++++ DATA LISTING
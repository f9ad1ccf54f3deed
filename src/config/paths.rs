use directories::ProjectDirs;
use std::path::PathBuf;

const CONFIG_ENV: &str = "SFTP_BRIDGE_CONFIG";
const LOG_DIR_ENV: &str = "SFTP_BRIDGE_LOG_DIR";

/// Get the configuration directory path
pub fn config_dir() -> Option<PathBuf> {
    ProjectDirs::from("com", "sftp-bridge", "sftp-bridge")
        .map(|proj_dirs| proj_dirs.config_dir().to_path_buf())
}

/// Get the path to the bridge config file.
///
/// `SFTP_BRIDGE_CONFIG` takes precedence over the platform config directory.
pub fn config_file() -> Option<PathBuf> {
    if let Ok(raw) = std::env::var(CONFIG_ENV) {
        let trimmed = raw.trim();
        if !trimmed.is_empty() {
            return Some(expand_tilde(trimmed));
        }
    }
    config_dir().map(|dir| dir.join("bridge.toml"))
}

/// Default local directory for downloaded files
pub fn default_local_download_dir() -> PathBuf {
    std::env::temp_dir().join("localDownload")
}

/// Ensure the config directory exists with proper permissions
pub fn ensure_config_dir() -> std::io::Result<PathBuf> {
    let dir = config_dir().ok_or_else(|| {
        std::io::Error::new(
            std::io::ErrorKind::NotFound,
            "Could not determine config directory",
        )
    })?;

    if !dir.exists() {
        std::fs::create_dir_all(&dir)?;
        // Owner-only access on Unix
        #[cfg(unix)]
        {
            use std::os::unix::fs::PermissionsExt;
            std::fs::set_permissions(&dir, std::fs::Permissions::from_mode(0o700))?;
        }
    }

    Ok(dir)
}

/// Expand tilde in path (e.g., ~/.ssh/id_rsa -> /home/user/.ssh/id_rsa)
pub fn expand_tilde(path: &str) -> PathBuf {
    if let Some(stripped) = path.strip_prefix("~/") {
        if let Some(home) = dirs_home() {
            return home.join(stripped);
        }
    }
    PathBuf::from(path)
}

fn dirs_home() -> Option<PathBuf> {
    directories::BaseDirs::new()
        .map(|dirs| dirs.home_dir().to_path_buf())
        .or_else(|| std::env::var("HOME").ok().map(PathBuf::from))
}

/// Get the log directory path
pub fn log_dir() -> Option<PathBuf> {
    if let Ok(raw) = std::env::var(LOG_DIR_ENV) {
        let trimmed = raw.trim();
        if trimmed.is_empty() {
            return None;
        }
        return Some(PathBuf::from(trimmed));
    }

    config_dir().map(|d| d.join("logs"))
}

/// Ensure the log directory exists with proper permissions
pub fn ensure_log_dir() -> std::io::Result<PathBuf> {
    if std::env::var_os(LOG_DIR_ENV).is_none() {
        ensure_config_dir()?;
    }

    let dir = log_dir().ok_or_else(|| {
        std::io::Error::new(
            std::io::ErrorKind::NotFound,
            "Could not determine log directory",
        )
    })?;

    if !dir.exists() {
        std::fs::create_dir_all(&dir)?;
        #[cfg(unix)]
        {
            use std::os::unix::fs::PermissionsExt;
            std::fs::set_permissions(&dir, std::fs::Permissions::from_mode(0o700))?;
        }
    }

    Ok(dir)
}
//! SFTP transport for the bridge
//!
//! Provides the russh-backed connector and session plus the traits the rest
//! of the crate is written against.

pub mod client;
pub mod session;
pub mod transport;
pub mod types;

pub use client::SftpConnector;
pub use session::SftpSession;
pub use transport::{Connector, RemoteSession};
pub use types::{EntryKind, RemoteEntry, format_size, remote_join};
//! Docker-based SFTP test fixtures

use std::path::PathBuf;
use std::process::Command;
use std::sync::atomic::{AtomicBool, Ordering};
use std::sync::{LazyLock, Once};
use std::time::Duration;

use secrecy::SecretString;
use tempfile::TempDir;
use tokio::net::TcpStream;
use tokio::sync::{Mutex, MutexGuard};
use tokio::time::{sleep, timeout};

use sftp_bridge::BridgeConfig;
use sftp_bridge::sftp::SftpConnector;
use sftp_bridge::ssh::{Credential, HostKeyPolicy};

// Ensure Docker containers are started only once per test run
static DOCKER_INIT: Once = Once::new();
static DOCKER_AVAILABLE: AtomicBool = AtomicBool::new(false);

// Tests share the server's directories
static TEST_LOCK: LazyLock<Mutex<()>> = LazyLock::new(|| Mutex::new(()));

/// Configuration for the test SFTP server
#[derive(Debug, Clone)]
pub struct TestSftpServer {
    pub host: String,
    pub port: u16,
    pub username: String,
    pub password: String,
}

impl Default for TestSftpServer {
    fn default() -> Self {
        Self {
            host: "127.0.0.1".to_string(),
            port: 2222,
            username: "testuser".to_string(),
            password: "testpass123".to_string(),
        }
    }
}

/// Start Docker containers for SFTP testing
pub fn ensure_docker_started() {
    DOCKER_INIT.call_once(|| {
        let docker_dir = PathBuf::from(env!("CARGO_MANIFEST_DIR")).join("tests/docker");

        if Command::new("docker").arg("--version").output().is_err() {
            eprintln!("WARNING: Docker not available, SFTP integration tests will be skipped");
            return;
        }

        let status = if Command::new("docker")
            .args(["compose", "version"])
            .output()
            .is_ok_and(|o| o.status.success())
        {
            Command::new("docker")
                .current_dir(&docker_dir)
                .args(["compose", "up", "-d", "--wait"])
                .status()
        } else if Command::new("docker-compose")
            .arg("--version")
            .output()
            .is_ok()
        {
            Command::new("docker-compose")
                .current_dir(&docker_dir)
                .args(["up", "-d", "--wait"])
                .status()
        } else {
            eprintln!("WARNING: docker compose not available");
            return;
        };

        match status {
            Ok(s) if s.success() => {
                DOCKER_AVAILABLE.store(true, Ordering::SeqCst);
                eprintln!("SFTP test container started successfully");
            }
            Ok(s) => {
                eprintln!("Failed to start SFTP test container: exit code {:?}", s.code());
            }
            Err(e) => {
                eprintln!("Failed to start SFTP test container: {}", e);
            }
        }
    });
}

/// Check if Docker containers are running
pub fn is_docker_available() -> bool {
    ensure_docker_started();
    DOCKER_AVAILABLE.load(Ordering::SeqCst)
}

/// Serialize tests that touch the server's directories
pub async fn acquire_test_lock() -> MutexGuard<'static, ()> {
    TEST_LOCK.lock().await
}

/// Wait for the SFTP server to accept TCP connections
pub async fn wait_for_sftp_ready(host: &str, port: u16) -> Result<(), String> {
    let addr = format!("{}:{}", host, port);
    let max_attempts = 30;

    for _ in 0..max_attempts {
        if let Ok(Ok(_)) = timeout(Duration::from_secs(2), TcpStream::connect(&addr)).await {
            return Ok(());
        }
        sleep(Duration::from_millis(200)).await;
    }

    Err(format!("SFTP server not ready after {} attempts", max_attempts))
}

/// Test environment with isolated local directories and known_hosts
pub struct SftpTestEnvironment {
    pub server: TestSftpServer,
    pub work_dir: TempDir,
    pub known_hosts_path: PathBuf,
}

impl SftpTestEnvironment {
    pub async fn new() -> Result<Self, String> {
        if !is_docker_available() {
            return Err("Docker not available".to_string());
        }

        let server = TestSftpServer::default();
        wait_for_sftp_ready(&server.host, server.port).await?;

        let work_dir = TempDir::new().map_err(|e| format!("Failed to create temp dir: {}", e))?;
        let known_hosts_path = work_dir.path().join("known_hosts");

        Ok(Self {
            server,
            work_dir,
            known_hosts_path,
        })
    }

    pub fn password(&self) -> Credential {
        Credential::Password(SecretString::from(self.server.password.clone()))
    }

    /// Connector that accepts any host key
    pub fn connector(&self) -> SftpConnector {
        self.connector_with(self.password())
    }

    pub fn connector_with(&self, credential: Credential) -> SftpConnector {
        SftpConnector::new(
            self.server.host.clone(),
            self.server.port,
            self.server.username.clone(),
            credential,
        )
        .with_connection_timeout(Duration::from_secs(10))
    }

    pub fn strict_connector(&self) -> SftpConnector {
        self.connector()
            .with_host_key_policy(HostKeyPolicy::new(false, Some(self.known_hosts_path.clone())))
    }

    pub fn learning_connector(&self) -> SftpConnector {
        self.connector()
            .with_host_key_policy(HostKeyPolicy::new(true, Some(self.known_hosts_path.clone())))
    }

    pub fn local_dir(&self) -> PathBuf {
        self.work_dir.path().join("localDownload")
    }

    pub fn bridge_config(&self, filter: &str) -> BridgeConfig {
        let toml = format!(
            r#"
            [connection]
            host = "{}"
            port = {}
            user = "{}"
            password = "{}"

            [upload]
            remote_directory = "/inbox"

            [download]
            remote_directory = "/inbox"
            filter = "{}"
            local_directory = {:?}
            "#,
            self.server.host,
            self.server.port,
            self.server.username,
            self.server.password,
            filter,
            self.local_dir().to_string_lossy()
        );
        BridgeConfig::from_toml_str(&toml).expect("integration config must be valid")
    }
}

/// Macro to skip tests when Docker is not available
#[macro_export]
macro_rules! skip_if_no_docker {
    () => {
        if !super::fixtures::is_docker_available() {
            eprintln!("Skipping test: Docker not available");
            return;
        }
    };
}
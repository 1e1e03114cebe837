//! Logging configuration
//!
//! Initializes tracing for the application. Diagnostics go to stderr so that
//! stdout carries only the build log.

/// Initializes logging with the specified level
///
/// `RUST_LOG` takes precedence over `level`. Returns false if a global
/// subscriber was already installed.
pub fn init_logging(level: &str) -> bool {
    use tracing_subscriber::{EnvFilter, fmt};

    let filter = EnvFilter::try_from_default_env().unwrap_or_else(|_| EnvFilter::new(level));

    fmt()
        .with_env_filter(filter)
        .with_writer(std::io::stderr)
        .with_target(false)
        .with_line_number(true)
        .try_init()
        .is_ok()
}
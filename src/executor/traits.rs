//! Step execution traits
//!
//! This module defines the interface an orchestration layer uses to run a
//! build step.

use super::sink::LogSink;
use crate::step::{BeamStep, StepError};
use std::path::Path;

/// Trait for executing build steps
#[allow(clippy::missing_errors_doc)]
pub trait StepExecutor: Send + Sync {
    /// Runs the step in `working_dir` and returns the toolchain's exit code
    fn execute(
        &self,
        step: &BeamStep,
        working_dir: &Path,
        sink: &dyn LogSink,
    ) -> Result<i32, StepError>;

    /// Logs what would run without starting a process
    fn dry_run(&self, step: &BeamStep, sink: &dyn LogSink) -> Result<i32, StepError>;

    /// Checks whether the step's toolchain can be launched
    fn health_check(&self, step: &BeamStep) -> HealthStatus;
}

/// Health status of an executor
#[derive(Debug, Clone, PartialEq, Eq)]
pub enum HealthStatus {
    /// Executor is healthy
    Healthy,

    /// Executor is unhealthy
    Unhealthy {
        /// Reason for being unhealthy
        reason: String,
    },
}

impl HealthStatus {
    /// Returns true if executor is healthy
    #[must_use]
    pub fn is_operational(&self) -> bool {
        matches!(self, Self::Healthy)
    }
}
++++++++
• **BRIEF**
After identifying the lines above that contain "TcpStream", copy each one.

• **ANSWER**
use tokio::net::TcpStream;
        if let Ok(Ok(_)) = timeout(Duration::from_secs(2), TcpStream::connect(&addr)).await {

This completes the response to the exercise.